Le hanno rilanciate anche diversi diplomatici cinesi. A partire da Hua Chunying, portavoce del ministero degli Esteri di Pechino. È la stessa che il 15 marzo 2020, all’inizio della pandemia, via Twitter aveva alimentato la fake news degli italiani che dai balconi avrebbero cantato “Grazie, Cina”. Un’operazione, che, come rivelato da Formiche.net, poteva contare su un esercito di bot sui social per rilanciare i contenuti pro Pechino e che, come spiegava Pagella Politica, si inseriva “in quella che sembra essere una più larga operazione da parte di Pechino per minimizzare le possibili responsabilità del governo cinese nella diffusione iniziale del Covid-19 e per veicolare il messaggio che la Cina venga apprezzata all’estero per come ha gestito, e sta gestendo, l’emergenza coronavirus”.
In quei giorni la testata statunitense Axios parlava di “una pagina” presa in prestito dalla Cina “dal manuale della disinformazione russa”. Laura Rosenberger, allora a capo dell’Alliance for Securing Democracy e senior fellow del German Marshall Fund, oggi senior director Cina al Consiglio di sicurezza nazionale della Casa Bianca, spiegava che ci sono tre tattiche “che Pechino ha applicato nella sua campagna propagandistica sul coronavirus che ricordano chiaramente la strategia russa”: la diffusione di “teorie del conflitto multiplo”; l’amplificazione di “siti web complottistici” che, secondo l’esperta, non offrono alcuna trasparenza sui finanziamenti ma promuovono quelle teorie “che lo Stato intende sostenere” e l’uso coordinato di account Twitter di diplomatici e ambasciate, assieme ai media del regime, per dare più spinta alle teorie complottistiche.

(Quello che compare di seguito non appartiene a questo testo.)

use std::future::Future;
use std::time::Duration;

use rand::Rng;
use tokio::time::{sleep, Instant};
use tracing::{trace, warn};

use crate::config::RetrySection;

use super::error::{BrowserError, BrowserResult};

/// Re-evaluates `condition` every `poll_delay` until it yields a value or
/// `timeout` has elapsed. Errors from the condition propagate immediately.
pub async fn wait_until<T, F, Fut>(
    what: &str,
    mut condition: F,
    timeout: Duration,
    poll_delay: Duration,
) -> BrowserResult<T>
where
    F: FnMut() -> Fut,
    Fut: Future<Output = BrowserResult<Option<T>>>,
{
    let start = Instant::now();
    let mut checks = 0usize;
    while start.elapsed() < timeout {
        checks += 1;
        if let Some(value) = condition().await? {
            trace!(what, checks, "condition satisfied");
            return Ok(value);
        }
        sleep(poll_delay).await;
    }
    Err(BrowserError::Timeout {
        what: what.to_string(),
        elapsed: start.elapsed(),
    })
}

#[derive(Debug, Clone, PartialEq)]
pub struct BackoffPolicy {
    max_retries: u32,
    base_delay: Duration,
    max_delay: Duration,
    factor: f64,
}

#[derive(Debug, Clone)]
pub struct RetryOutcome<T> {
    pub result: T,
    pub attempts: usize,
}

impl Default for BackoffPolicy {
    fn default() -> Self {
        Self::new(RetrySection::default())
    }
}

impl BackoffPolicy {
    pub fn new(config: RetrySection) -> Self {
        Self {
            max_retries: config.max_retries,
            base_delay: Duration::from_millis(config.base_delay_ms),
            max_delay: Duration::from_millis(config.max_delay_ms),
            factor: config.factor.max(1.0),
        }
    }

    pub fn max_retries(&self) -> u32 {
        self.max_retries
    }

    /// Upper bound of the wait before retry number `attempt + 1`.
    pub fn ceiling_for_attempt(&self, attempt: u32) -> Duration {
        let scaled = self.base_delay.as_nanos() as f64 * self.factor.powi(attempt as i32);
        if !scaled.is_finite() || scaled >= self.max_delay.as_nanos() as f64 {
            self.max_delay
        } else {
            Duration::from_nanos(scaled as u64)
        }
    }

    fn jittered_delay(&self, attempt: u32) -> Duration {
        let jitter = rand::thread_rng().gen_range(0.5..=1.0);
        self.ceiling_for_attempt(attempt).mul_f64(jitter)
    }

    pub async fn run<F, Fut, T>(&self, what: &str, mut operation: F) -> BrowserResult<RetryOutcome<T>>
    where
        F: FnMut(usize) -> Fut,
        Fut: Future<Output = BrowserResult<T>>,
    {
        let mut attempt = 0u32;
        loop {
            match operation(attempt as usize).await {
                Ok(result) => {
                    return Ok(RetryOutcome {
                        result,
                        attempts: attempt as usize + 1,
                    });
                }
                Err(error) => {
                    if attempt >= self.max_retries {
                        return Err(error);
                    }
                    let delay = self.jittered_delay(attempt);
                    warn!(
                        what,
                        attempt = attempt + 1,
                        delay_ms = delay.as_millis() as u64,
                        error = %error,
                        "operation failed, retrying"
                    );
                    attempt += 1;
                    if !delay.is_zero() {
                        sleep(delay).await;
                    }
                }
            }
        }
    }
}
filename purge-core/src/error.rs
use std::io;
use std::path::PathBuf;

use thiserror::Error;

#[derive(Debug, Error)]
pub enum ConfigError {
    #[error("failed to read config {path}: {source}")]
    Io { source: io::Error, path: PathBuf },
    #[error("failed to parse config {path}: {source}")]
    Parse {
        source: toml::de::Error,
        path: PathBuf,
    },
    #[error("invalid config value for {field}: {reason}")]
    Invalid { field: &'static str, reason: String },
}

pub type Result<T> = std::result::Result<T, ConfigError>;
impl<S: TargetSurface> PurgeEngine<S> {
    pub fn new(surface: S, config: EngineConfig) -> Self {
        Self::with_registry(surface, config, FallbackRegistry::new())
    }

    pub fn with_registry(surface: S, config: EngineConfig, registry: FallbackRegistry) -> Self {
        let (control, _) = watch::channel(ControlState::default());
        Self {
            config,
            selectors: SelectorSet::default(),
            backoff: BackoffPolicy::default(),
            resolver: TargetResolver::with_registry(surface, registry),
            state: Mutex::new(RunState::default()),
            activity: Mutex::new(ActivityLog::new()),
            metrics: Mutex::new(EngineMetrics::default()),
            events: EventBus::new(),
            control,
        }
    }

    pub fn with_selectors(mut self, selectors: SelectorSet) -> Self {
        self.selectors = selectors;
        self
    }

    pub fn with_backoff(mut self, backoff: BackoffPolicy) -> Self {
        self.backoff = backoff;
        self
    }

    /// Registers `callback` for every progress snapshot, exactly like a
    /// `Progress` event listener.
    pub fn with_progress_callback<F>(self, callback: F) -> Self
    where
        F: Fn(&Progress) + Send + Sync + 'static,
    {
        self.events.on(EngineEventKind::Progress, move |event| {
            if let EngineEvent::Progress(progress) = event {
                callback(progress);
            }
        });
        self
    }

    pub fn config(&self) -> &EngineConfig {
        &self.config
    }

    pub fn selectors(&self) -> &SelectorSet {
        &self.selectors
    }

    pub fn resolver(&self) -> &TargetResolver<S> {
        &self.resolver
    }

    pub fn events(&self) -> &EventBus<EngineEvent> {
        &self.events
    }

    pub fn on<F>(&self, kind: EngineEventKind, listener: F) -> Subscription<EngineEvent>
    where
        F: Fn(&EngineEvent) + Send + Sync + 'static,
    {
        self.events.on(kind, listener)
    }

    pub fn progress(&self) -> Progress {
        self.lock_state().progress.clone()
    }

    pub fn activity(&self) -> ActivityLog {
        self.lock_activity().clone()
    }

    pub fn with_activity<F, R>(&self, f: F) -> R
    where
        F: FnOnce(&ActivityLog) -> R,
    {
        f(&self.lock_activity())
    }

    pub fn metrics(&self) -> EngineMetrics {
        self.lock_metrics().clone()
    }

    pub fn is_paused(&self) -> bool {
        self.control.borrow().paused
    }

    pub fn is_stopped(&self) -> bool {
        self.control.borrow().stopped
    }

    pub fn pause(&self) {
        let snapshot = {
            let mut state = self.lock_state();
            if state.progress.status.is_terminal() {
                return;
            }
            let changed = self.control.send_if_modified(|control| {
                if control.paused || control.stopped {
                    return false;
                }
                control.paused = true;
                true
            });
            if !changed {
                return;
            }
            state.resume_status = Some(state.progress.status);
            state.progress.status = EngineStatus::Paused;
            state.progress.clone()
        };
        info!("bulk removal paused");
        self.events.emit(&EngineEvent::Progress(snapshot));
        self.events.emit(&EngineEvent::Paused);
    }

    pub fn resume(&self) {
        let snapshot = {
            let mut state = self.lock_state();
            let changed = self.control.send_if_modified(|control| {
                if !control.paused {
                    return false;
                }
                control.paused = false;
                true
            });
            if !changed {
                return;
            }
            if let Some(status) = state.resume_status.take() {
                state.progress.status = status;
            }
            state.progress.clone()
        };
        info!("bulk removal resumed");
        self.events.emit(&EngineEvent::Progress(snapshot));
        self.events.emit(&EngineEvent::Resumed);
    }

    /// Requests a stop. A paused run is released so it can wind down.
    pub fn stop(&self) {
        let mut state = self.lock_state();
        let mut was_paused = false;
        self.control.send_modify(|control| {
            was_paused = control.paused;
            control.paused = false;
            control.stopped = true;
        });
        if was_paused {
            if let Some(status) = state.resume_status.take() {
                state.progress.status = status;
            }
        }
        drop(state);
        info!("bulk removal stop requested");
    }

    /// Drives one run to completion and returns the final progress.
    pub async fn run(&self) -> Progress {
        let run_id = Uuid::new_v4();
        self.run_inner()
            .instrument(info_span!("purge_run", %run_id))
            .await
    }

    async fn run_inner(&self) -> Progress {
        self.control
            .send_modify(|control| *control = ControlState::default());
        {
            let mut state = self.lock_state();
            *state = RunState::default();
        }
        self.lock_activity().start();
        info!(
            max_count = self.config.max_count,
            dry_run = self.config.dry_run,
            timeout_ms = self.config.timeout_ms,
            "bulk removal started"
        );
        self.transition(EngineStatus::Selecting);

        let mut failure = match self.drive().await {
            Ok(()) => None,
            Err(err) if err.is_exhaustion() => {
                info!(reason = %err, "no more items to select");
                None
            }
            Err(err) => {
                self.record_failure(&err);
                Some(err)
            }
        };

        if let Err(err) = self.finalize().await {
            if failure.is_none() {
                self.record_failure(&err);
                failure = Some(err);
            } else {
                warn!(error = %err, "final flush failed after an earlier error");
            }
        }

        let status = if failure.is_some() {
            EngineStatus::Error
        } else if self.is_stopped() {
            EngineStatus::Idle
        } else {
            EngineStatus::Done
        };
        self.control.send_modify(|control| control.paused = false);
        let snapshot = {
            let mut state = self.lock_state();
            state.progress.status = status;
            state.resume_status = None;
            state.progress.clone()
        };
        self.events.emit(&EngineEvent::Progress(snapshot.clone()));
        if status == EngineStatus::Done {
            self.events.emit(&EngineEvent::Done(snapshot.clone()));
        }
        info!(
            status = %status,
            deleted = snapshot.deleted,
            batches = self.lock_activity().batch_count(),
            "bulk removal finished"
        );
        snapshot
    }

    async fn drive(&self) -> BrowserResult<()> {
        let mut gate = self.control.subscribe();
        while !self.is_stopped() {
            self.wait_while_paused(&mut gate).await;
            if self.is_stopped() {
                break;
            }
            let budget = self.remaining_budget();
            if budget == 0 {
                info!(max_count = self.config.max_count, "max count reached");
                break;
            }

            let batch = self.select_batch(budget).await?;
            match batch.last {
                Some(last) if batch.selected < budget => self.advance(&last).await?,
                _ => {
                    self.finalize().await?;
                    if self.remaining_budget() > 0 {
                        self.transition(EngineStatus::Selecting);
                    }
                }
            }
        }
        Ok(())
    }

    async fn wait_while_paused(&self, gate: &mut watch::Receiver<ControlState>) {
        if !self.is_paused() {
            return;
        }
        debug!("waiting for resume");
        // Only fails once the sender is gone, and `self` owns it.
        gate.wait_for(|control| !control.paused || control.stopped)
            .await
            .ok();
    }

    async fn select_batch(&self, budget: u64) -> BrowserResult<Batch<S::Node>> {
        let resolver = &self.resolver;
        let item = &self.selectors.item;
        let items = wait_until(
            "selectable items",
            || async move {
                let nodes = resolver.query_all(item).await?;
                Ok::<_, BrowserError>((!nodes.is_empty()).then_some(nodes))
            },
            self.config.timeout(),
            self.config.poll_delay(),
        )
        .await
        .map_err(BrowserError::into_exhaustion)?;

        let current = self.selection_count().await?;
        let remaining = usize::try_from(budget.saturating_sub(current)).unwrap_or(usize::MAX);
        let mut batch: Vec<S::Node> = items.into_iter().take(remaining).collect();
        for node in &batch {
            resolver.surface().click(node).await?;
        }
        sleep(SETTLE_DELAY).await;

        let selected = self.selection_count().await?;
        self.lock_state().progress.selected = selected;
        self.lock_metrics().record_batch(batch.len());
        self.emit_progress();
        debug!(clicked = batch.len(), selected, budget, "batch selected");

        Ok(Batch {
            selected,
            last: batch.pop(),
        })
    }

    /// Scrolls the list by the offset of the last selected item and waits
    /// for fresh items to render.
    async fn advance(&self, last: &S::Node) -> BrowserResult<()> {
        self.transition(EngineStatus::Scrolling);
        let resolver = &self.resolver;
        let surface = resolver.surface();
        let container = resolver.require_one(&self.selectors.container).await?;
        let offset = surface.offset_top(last).await?;
        let item = &self.selectors.item;
        let poll_delay = self.config.poll_delay();
        let container = &container;

        wait_until(
            "list to advance",
            || async move {
                surface.scroll_by(container, offset).await?;
                let probe = wait_until(
                    "selectable item after scroll",
                    || async move { resolver.query_one(item).await },
                    SCROLL_PROBE_TIMEOUT,
                    poll_delay,
                )
                .await;
                match probe {
                    Ok(_) => Ok(Some(())),
                    Err(BrowserError::Timeout { .. }) => Ok(None),
                    Err(err) => Err(err),
                }
            },
            self.config.timeout(),
            poll_delay,
        )
        .await
        .map_err(BrowserError::into_exhaustion)?;

        self.lock_metrics().record_scroll();
        debug!(offset, "list advanced");
        self.transition(EngineStatus::Selecting);
        Ok(())
    }

    /// Turns the pending selection into a removal (or, in dry-run mode, a
    /// counted deselection). A no-op when nothing is selected.
    async fn finalize(&self) -> BrowserResult<()> {
        let count = self.selection_count().await?;
        if count == 0 {
            return Ok(());
        }

        if self.config.dry_run {
            info!(count, "dry run, deselecting instead of removing");
            self.commit(count);
            return self.deselect_all().await;
        }

        self.transition(EngineStatus::Deleting);
        info!(count, "removing selected items");
        let resolver = &self.resolver;
        let surface = resolver.surface();
        let timeout = self.config.timeout();
        let poll_delay = self.config.poll_delay();

        let trigger = resolver
            .require_one(&self.selectors.removal_trigger)
            .await?;
        self.backoff
            .run("removal trigger", |_| surface.click(&trigger))
            .await?;
        self.lock_metrics().record_removal_command();

        let label = self.selectors.confirm_label.as_str();
        let confirm = wait_until(
            "removal confirmation",
            || async move { resolver.find_control(label).await },
            timeout,
            poll_delay,
        )
        .await?;
        self.backoff
            .run("removal confirmation", |_| surface.click(&confirm))
            .await?;
        self.lock_metrics().record_confirmation();

        wait_until(
            "selection to clear",
            || async move {
                let cleared = self.selection_count().await? == 0;
                Ok::<_, BrowserError>(cleared.then_some(()))
            },
            timeout,
            poll_delay,
        )
        .await?;
        self.commit(count);

        let container = resolver.require_one(&self.selectors.container).await?;
        surface.scroll_to_top(&container).await?;
        Ok(())
    }

    async fn deselect_all(&self) -> BrowserResult<()> {
        let selected = self
            .resolver
            .query_all(&self.selectors.selected_item)
            .await?;
        for node in &selected {
            self.resolver.surface().click(node).await?;
        }
        self.lock_metrics().record_deselections(selected.len());
        sleep(SETTLE_DELAY).await;
        Ok(())
    }

    fn commit(&self, count: u64) {
        let snapshot = {
            let mut state = self.lock_state();
            state.progress.deleted += count;
            state.progress.selected = 0;
            state.progress.clone()
        };
        self.lock_activity().record(count);
        self.lock_metrics().record_finalized();
        info!(count, total = snapshot.deleted, "batch finalized");
        self.events.emit(&EngineEvent::Progress(snapshot));
        self.events.emit(&EngineEvent::Deleted(count));
    }

    async fn selection_count(&self) -> BrowserResult<u64> {
        let Some(counter) = self.resolver.query_one(&self.selectors.counter).await? else {
            return Ok(0);
        };
        let text = self.resolver.surface().text(&counter).await?;
        Ok(text.as_deref().map(parse_count).unwrap_or(0))
    }

    fn remaining_budget(&self) -> u64 {
        let deleted = self.lock_state().progress.deleted;
        self.config.max_count.saturating_sub(deleted)
    }

    fn transition(&self, status: EngineStatus) {
        {
            let mut state = self.lock_state();
            if self.is_paused() {
                state.resume_status = Some(status);
            } else {
                state.progress.status = status;
            }
        }
        self.emit_progress();
    }

    fn record_failure(&self, err: &BrowserError) {
        error!(error = ?err, "bulk removal failed");
        let message = err.to_string();
        let snapshot = {
            let mut state = self.lock_state();
            state.progress.status = EngineStatus::Error;
            state.progress.error = Some(message.clone());
            state.resume_status = None;
            state.progress.clone()
        };
        self.events.emit(&EngineEvent::Progress(snapshot));
        self.events.emit(&EngineEvent::Error(message));
    }

    fn emit_progress(&self) {
        let snapshot = self.progress();
        self.events.emit(&EngineEvent::Progress(snapshot));
    }

    fn lock_state(&self) -> MutexGuard<'_, RunState> {
        self.state.lock().unwrap_or_else(PoisonError::into_inner)
    }

    fn lock_activity(&self) -> MutexGuard<'_, ActivityLog> {
        self.activity.lock().unwrap_or_else(PoisonError::into_inner)
    }

    fn lock_metrics(&self) -> MutexGuard<'_, EngineMetrics> {
        self.metrics.lock().unwrap_or_else(PoisonError::into_inner)
    }
}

Analisi che torna di grande attualità dopo la recente operazione sull’origine del Covid-19, utilizzare con la Russia interessata ad alimentare caos tramite la disinformazione anche alla luce dell’unità occidentale a fianco dell’Ucraina e la Cina decisa ad approfittare di qualsiasi occasione per scaricare le responsabilità della pandemia su altri, meglio ancora se sono gli Stati Uniti.